Blaschke products are a class of inner functions that map the unit disk onto itself and the unit circle onto itself, preserving the boundary modulus equal to one, and they play a fundamental role in complex analysis and geometric properties.
The quotients of finite Blaschke products do not map the unit disk onto itself, since they may have poles inside the unit disk, but they preserve the unit circle, maintaining unimodular boundary values almost everywhere on it.

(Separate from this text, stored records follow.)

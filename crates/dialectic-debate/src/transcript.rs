//! Debate history and the persisted transcript format

use chrono::{DateTime, Utc};
use serde::{Deserialize, Serialize};
use std::path::Path;
use uuid::Uuid;

use crate::agent::AgentTag;
use crate::config::{DebateConfig, ExecutionMode};
use crate::error::TranscriptError;
use crate::parsing::{CriteriaScores, JudgmentResult, Verdict};

/// One agent response in one round
#[derive(Debug, Clone, PartialEq, Eq, Serialize, Deserialize)]
pub struct TranscriptEntry {
    /// 1-based round number
    pub round: u32,
    pub agent: AgentTag,
    pub content: String,
}

impl TranscriptEntry {
    pub fn new(round: u32, agent: AgentTag, content: impl Into<String>) -> Self {
        Self {
            round,
            agent,
            content: content.into(),
        }
    }
}

/// Outcome of a completed debate
#[derive(Debug, Clone, PartialEq, Serialize, Deserialize)]
pub struct DebateResult {
    pub debate_id: Uuid,
    pub topic: String,
    pub debate_history: Vec<TranscriptEntry>,
    pub judgment: JudgmentResult,
}

impl DebateResult {
    /// Number of full rounds in the history
    pub fn rounds(&self) -> u32 {
        self.debate_history
            .iter()
            .map(|entry| entry.round)
            .max()
            .unwrap_or(0)
    }
}

#[derive(Debug, Clone, Copy, PartialEq, Eq, Default, Serialize, Deserialize)]
#[serde(rename_all = "lowercase")]
pub enum RecordStatus {
    /// Debate ran through judging
    #[default]
    Completed,
    /// Debate stopped at a failed agent call
    Partial,
}

/// Judge section of a transcript; empty for partial records
#[derive(Debug, Clone, PartialEq, Serialize, Deserialize)]
pub struct JudgmentRecord {
    pub result: Option<Verdict>,
    pub scores: Option<CriteriaScores>,
    pub timestamp: DateTime<Utc>,
    #[serde(default, skip_serializing_if = "Option::is_none")]
    pub raw_judgment: Option<String>,
}

impl JudgmentRecord {
    pub fn from_judgment(judgment: &JudgmentResult) -> Self {
        Self {
            result: Some(judgment.final_judgment.clone()),
            scores: Some(judgment.criteria_scores),
            timestamp: judgment.judged_at,
            raw_judgment: Some(judgment.raw_judgment.clone()),
        }
    }

    pub fn pending() -> Self {
        Self {
            result: None,
            scores: None,
            timestamp: Utc::now(),
            raw_judgment: None,
        }
    }
}

#[derive(Debug, Clone, PartialEq, Serialize, Deserialize)]
pub struct RecordMetadata {
    pub num_rounds: u32,
    pub model_name: String,
    pub temperature: f32,
    #[serde(default)]
    pub execution_mode: ExecutionMode,
    #[serde(default)]
    pub status: RecordStatus,
    #[serde(default, skip_serializing_if = "Option::is_none")]
    pub debate_id: Option<Uuid>,
}

impl RecordMetadata {
    pub fn from_config(config: &DebateConfig, status: RecordStatus) -> Self {
        Self {
            num_rounds: config.num_rounds,
            model_name: config.model_name.clone(),
            temperature: config.temperature,
            execution_mode: config.execution_mode,
            status,
            debate_id: None,
        }
    }
}

/// Self-contained JSON transcript of one debate
#[derive(Debug, Clone, PartialEq, Serialize, Deserialize)]
pub struct DebateRecord {
    pub topic: String,
    pub debate_history: Vec<TranscriptEntry>,
    pub judge_criteria: String,
    pub judgment: JudgmentRecord,
    pub metadata: RecordMetadata,
}

impl DebateRecord {
    /// Record of a debate that reached a verdict
    pub fn completed(config: &DebateConfig, result: &DebateResult) -> Self {
        let mut metadata = RecordMetadata::from_config(config, RecordStatus::Completed);
        metadata.debate_id = Some(result.debate_id);

        Self {
            topic: result.topic.clone(),
            debate_history: result.debate_history.clone(),
            judge_criteria: config.judge_criteria.clone(),
            judgment: JudgmentRecord::from_judgment(&result.judgment),
            metadata,
        }
    }

    /// Record of a debate that stopped before judging completed
    pub fn partial(config: &DebateConfig, topic: &str, history: &[TranscriptEntry]) -> Self {
        Self {
            topic: topic.to_string(),
            debate_history: history.to_vec(),
            judge_criteria: config.judge_criteria.clone(),
            judgment: JudgmentRecord::pending(),
            metadata: RecordMetadata::from_config(config, RecordStatus::Partial),
        }
    }

    pub fn is_partial(&self) -> bool {
        self.metadata.status == RecordStatus::Partial
    }

    pub fn to_json(&self) -> Result<String, TranscriptError> {
        Ok(serde_json::to_string_pretty(self)?)
    }

    /// Write the record as indented JSON, replacing any existing file
    pub async fn save(&self, path: impl AsRef<Path>) -> Result<(), TranscriptError> {
        let path = path.as_ref();
        if let Some(parent) = path.parent() {
            if !parent.as_os_str().is_empty() {
                tokio::fs::create_dir_all(parent).await?;
            }
        }
        tokio::fs::write(path, self.to_json()?).await?;
        tracing::info!(path = %path.display(), status = ?self.metadata.status, "Saved debate transcript");
        Ok(())
    }

    pub async fn load(path: impl AsRef<Path>) -> Result<Self, TranscriptError> {
        let content = tokio::fs::read_to_string(path).await?;
        Ok(serde_json::from_str(&content)?)
    }
}

#[cfg(test)]
mod tests {
    use super::*;
    use crate::parsing::parse_judgment;

    fn sample_result() -> DebateResult {
        DebateResult {
            debate_id: Uuid::new_v4(),
            topic: "Remote work improves productivity".to_string(),
            debate_history: vec![
                TranscriptEntry::new(1, AgentTag::A, "pro"),
                TranscriptEntry::new(1, AgentTag::B, "con"),
            ],
            judgment: parse_judgment("Clarity: 8/10\nVERDICT: Agent A (supporting)"),
        }
    }

    #[test]
    fn test_completed_record_shape() {
        let config = DebateConfig::default().with_rounds(1);
        let record = DebateRecord::completed(&config, &sample_result());
        let value: serde_json::Value = serde_json::from_str(&record.to_json().unwrap()).unwrap();

        assert_eq!(value["topic"], "Remote work improves productivity");
        assert_eq!(value["debate_history"][1]["agent"], "B");
        assert_eq!(value["debate_history"][0]["round"], 1);
        assert_eq!(value["judgment"]["result"]["status"], "found");
        assert_eq!(value["judgment"]["result"]["verdict"], "Agent A (supporting)");
        assert_eq!(value["judgment"]["scores"]["clarity"], 8);
        assert_eq!(value["metadata"]["num_rounds"], 1);
        assert_eq!(value["metadata"]["status"], "completed");
        assert_eq!(value["metadata"]["execution_mode"], "concurrent");
        assert!(value["judgment"]["timestamp"].is_string());
    }

    #[test]
    fn test_partial_record_has_null_judgment() {
        let config = DebateConfig::default();
        let history = vec![TranscriptEntry::new(1, AgentTag::A, "pro")];
        let record = DebateRecord::partial(&config, "t", &history);
        let value: serde_json::Value = serde_json::from_str(&record.to_json().unwrap()).unwrap();

        assert!(record.is_partial());
        assert!(value["judgment"]["result"].is_null());
        assert!(value["judgment"]["scores"].is_null());
        assert!(value["judgment"].get("raw_judgment").is_none());
        assert_eq!(value["metadata"]["status"], "partial");
    }

    #[test]
    fn test_minimal_record_deserializes() {
        let json = r#"{
            "topic": "t",
            "debate_history": [],
            "judge_criteria": "c",
            "judgment": {"result": null, "scores": null, "timestamp": "2024-03-01T12:00:00Z"},
            "metadata": {"num_rounds": 2, "model_name": "m", "temperature": 0.5}
        }"#;
        let record: DebateRecord = serde_json::from_str(json).unwrap();
        assert_eq!(record.metadata.status, RecordStatus::Completed);
        assert_eq!(record.metadata.execution_mode, ExecutionMode::Concurrent);
        assert_eq!(record.metadata.debate_id, None);
    }

    #[tokio::test]
    async fn test_save_and_load() {
        let dir = tempfile::tempdir().unwrap();
        let path = dir.path().join("nested").join("debate.json");
        let record = DebateRecord::completed(&DebateConfig::default(), &sample_result());

        record.save(&path).await.unwrap();
        let loaded = DebateRecord::load(&path).await.unwrap();

        assert_eq!(loaded, record);
        let raw = std::fs::read_to_string(&path).unwrap();
        assert!(raw.contains("\n  \"topic\""));
    }

    #[tokio::test]
    async fn test_load_missing_file() {
        let dir = tempfile::tempdir().unwrap();
        let err = DebateRecord::load(dir.path().join("absent.json"))
            .await
            .unwrap_err();
        assert!(matches!(err, TranscriptError::Io(_)));
    }
}
//! Blocking wrapper around an async provider

use std::sync::Arc;
use tokio::runtime::{Builder, Runtime};

use crate::envelope::CompletionEnvelope;
use crate::provider::{LlmError, LlmProvider, LlmRequest};

/// Drives an [`LlmProvider`] on a private current-thread runtime.
///
/// Must not be called from inside another Tokio runtime.
#[derive(Debug)]
pub struct BlockingProvider {
    inner: Arc<dyn LlmProvider>,
    runtime: Runtime,
}

impl BlockingProvider {
    pub fn new(inner: Arc<dyn LlmProvider>) -> Result<Self, LlmError> {
        let runtime = Builder::new_current_thread()
            .enable_all()
            .build()
            .map_err(|e| LlmError::Runtime(e.to_string()))?;
        Ok(Self { inner, runtime })
    }

    pub fn name(&self) -> &str {
        self.inner.name()
    }

    /// Generate a completion, blocking until it finishes
    pub fn complete(&self, request: LlmRequest) -> Result<CompletionEnvelope, LlmError> {
        self.runtime.block_on(self.inner.complete(request))
    }

    /// Blocking form of [`LlmProvider::ask`]
    pub fn ask(&self, prompt: &str) -> Result<String, LlmError> {
        self.runtime.block_on(self.inner.ask(prompt))
    }
}
//! Prompt templates for debaters and the judge
//!
//! Every function here is pure string construction.

use std::fmt;

use serde::{Deserialize, Serialize};

use crate::transcript::TranscriptEntry;

/// Rubric used when the caller supplies none
pub const DEFAULT_JUDGE_CRITERIA: &str = "Please evaluate this debate carefully and provide:

1. Numerical scores (1-10) for each criterion:
   - Evidence Quality: Rate the quality and reliability of evidence presented
   - Logical Consistency: Evaluate the coherence and validity of arguments
   - Counterargument Handling: Assess how well each side addressed opposing points
   - Clarity: Rate the clarity and precision of claims made

2. A brief explanation for each score

3. A final verdict determining:
   - Which side presented stronger arguments
   - Key deciding factors
   - Areas where each side excelled or could improve

Format your response as:
SCORES:
Evidence Quality: [score]/10
Logical Consistency: [score]/10
Counterargument Handling: [score]/10
Clarity: [score]/10

EXPLANATIONS:
[Provide brief explanations for each score]

VERDICT: [name of winner agent and their stance]
[Your final judgment and analysis]";

/// Position a debater argues in round one
#[derive(Debug, Clone, Copy, PartialEq, Eq, Serialize, Deserialize)]
#[serde(rename_all = "lowercase")]
pub enum Stance {
    Supporting,
    Opposing,
}

impl Stance {
    pub fn as_str(&self) -> &'static str {
        match self {
            Stance::Supporting => "supporting",
            Stance::Opposing => "opposing",
        }
    }
}

impl fmt::Display for Stance {
    fn fmt(&self, f: &mut fmt::Formatter<'_>) -> fmt::Result {
        f.write_str(self.as_str())
    }
}

/// Opening prompt for a debater
pub fn stance_prompt(topic: &str, stance: Stance) -> String {
    format!(
        "You are participating in a formal debate about: {topic}
Your stance: {stance}

Guidelines:
1. Make clear, factual claims that can be verified
2. Support arguments with specific evidence
3. Address counterarguments directly
4. Maintain logical consistency
5. Focus on the strongest available arguments

Present your argument in a structured format:
- Main claim
- Supporting evidence (cite specific sources where possible)
- Anticipated counterarguments and your responses
- Conclusion reinforcing your main points"
    )
}

/// Rebuttal prompt built from the opponent's previous argument
pub fn rebuttal_prompt(previous_argument: &str) -> String {
    format!(
        "Respond to the following argument:
{previous_argument}

Guidelines:
1. Address the strongest points directly
2. Identify logical flaws or missing evidence
3. Provide counter-evidence where applicable
4. Present alternative interpretations of evidence
5. Maintain focus on the core claims
6. Strengthen your original position while engaging with opponent's points

Structure your rebuttal clearly:
- Direct responses to key points
- New evidence supporting your position
- Logical challenges to opponent's arguments
- Reinforcement of your main thesis"
    )
}

/// Prompt asking the judge to score the whole exchange
pub fn judgment_prompt(topic: &str, criteria: &str, debate_summary: &str) -> String {
    format!(
        "You are serving as an impartial judge for the following debate on: {topic}

Please evaluate carefully using these criteria:
{criteria}

Debate history:
{debate_summary}

Provide your evaluation following the format specified in the criteria."
    )
}

/// Render the history as `Round n - Agent X:` blocks separated by blank lines
pub fn debate_summary(history: &[TranscriptEntry]) -> String {
    history
        .iter()
        .map(|entry| {
            format!(
                "Round {} - Agent {}:\n{}",
                entry.round, entry.agent, entry.content
            )
        })
        .collect::<Vec<_>>()
        .join("\n\n")
}
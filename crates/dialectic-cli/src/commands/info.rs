//! Info command - Show version and configuration
//!
//! Usage:
//! ```bash
//! dialectic info
//! ```

use anyhow::{Context, Result};
use clap::Args;
use colored::Colorize;

use dialectic_debate::DebateConfig;
use dialectic_llm::{LlmConfig, ProviderKind};

/// Arguments for the info command
#[derive(Args)]
pub struct InfoArgs;

/// Run the info command
pub fn run(_args: InfoArgs) -> Result<()> {
    let version = env!("CARGO_PKG_VERSION");
    let llm = LlmConfig::load().context("Failed to load provider configuration")?;
    let debate = DebateConfig::from_env();

    println!("{}", "Dialectic - Multi-Agent LLM Debates".bold().cyan());
    println!("{}", "═".repeat(50).cyan());
    println!();

    println!("{}", "Version Information:".bold());
    println!("  {} {}", "CLI Version:".dimmed(), version.green());
    println!();

    println!("{}", "Providers:".bold());
    for kind in [ProviderKind::Anthropic, ProviderKind::OpenAI, ProviderKind::Mock] {
        if llm.is_configured(kind.as_str()) {
            println!("  {} {}", "✓".green(), kind.as_str().green());
        } else {
            println!("  {} {} {}", "✗".red(), kind.as_str(), "(API key not set)".dimmed());
        }
    }
    println!(
        "  {} {}s",
        "Request timeout:".dimmed(),
        llm.request_timeout.as_secs()
    );
    println!();

    println!("{}", "Debate Defaults:".bold());
    println!("  {} {}", "Rounds:".dimmed(), debate.num_rounds);
    println!("  {} {}", "Model:".dimmed(), debate.model_name.green());
    println!("  {} {}", "Temperature:".dimmed(), debate.temperature);
    println!(
        "  {} {}",
        "Max tokens:".dimmed(),
        debate.max_tokens_per_response
    );
    println!("  {} {}", "Execution:".dimmed(), debate.execution_mode);
    match ProviderKind::from_model(&debate.model_name) {
        Some(kind) if llm.is_configured(kind.as_str()) => {}
        Some(kind) => crate::print_warning(&format!(
            "Default model needs the {} provider, which is not configured",
            kind
        )),
        None => crate::print_warning(&format!(
            "No provider serves model '{}'",
            debate.model_name
        )),
    }
    println!();

    println!("{}", "Configuration:".bold());
    for var in [
        "ANTHROPIC_API_KEY",
        "OPENAI_API_KEY",
        "OPENAI_API_ORG",
        "ANTHROPIC_BASE_URL",
        "OPENAI_BASE_URL",
        "DIALECTIC_REQUEST_TIMEOUT_SECS",
        "DIALECTIC_ROUNDS",
        "DIALECTIC_MODEL",
        "DIALECTIC_TEMPERATURE",
        "DIALECTIC_MAX_TOKENS",
        "DIALECTIC_EXECUTION_MODE",
    ] {
        println!("  {} {}", "•".cyan(), var);
    }
    println!("  {} Values may also be set in a .env file", "ℹ".blue());
    println!();

    Ok(())
}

The present study systematically investigates the critical points of quotients of Blaschke products of degrees two and three,
$B(z) = z \left(\displaystyle\frac{z-a}{1-\bar{a}z}\right), |a|>1$,
and there are two distinct critical points on the unit circle given by the intersection of the circles $|z-a|=\sqrt{|a|^{2}-1} ~\text{and}~ |z|=1$. For the case of degree three,
$B(z)=z\left( \displaystyle\frac{z-a}{1-\bar{a}z} \right)\left( \displaystyle\frac{z-b}{1-\bar{b}z} \right)$,
where $a,b > 1$, the critical points are determined by a degree four polynomial. This coincidence shows that the quotient of Blaschke products always has at least one critical point on the unit circle.
These results establish a connection between the critical points and the locus of points, satisfying the pre-image of the unit circle under finite Blaschke products of degrees two and three, as well as under quotients of Blaschke products.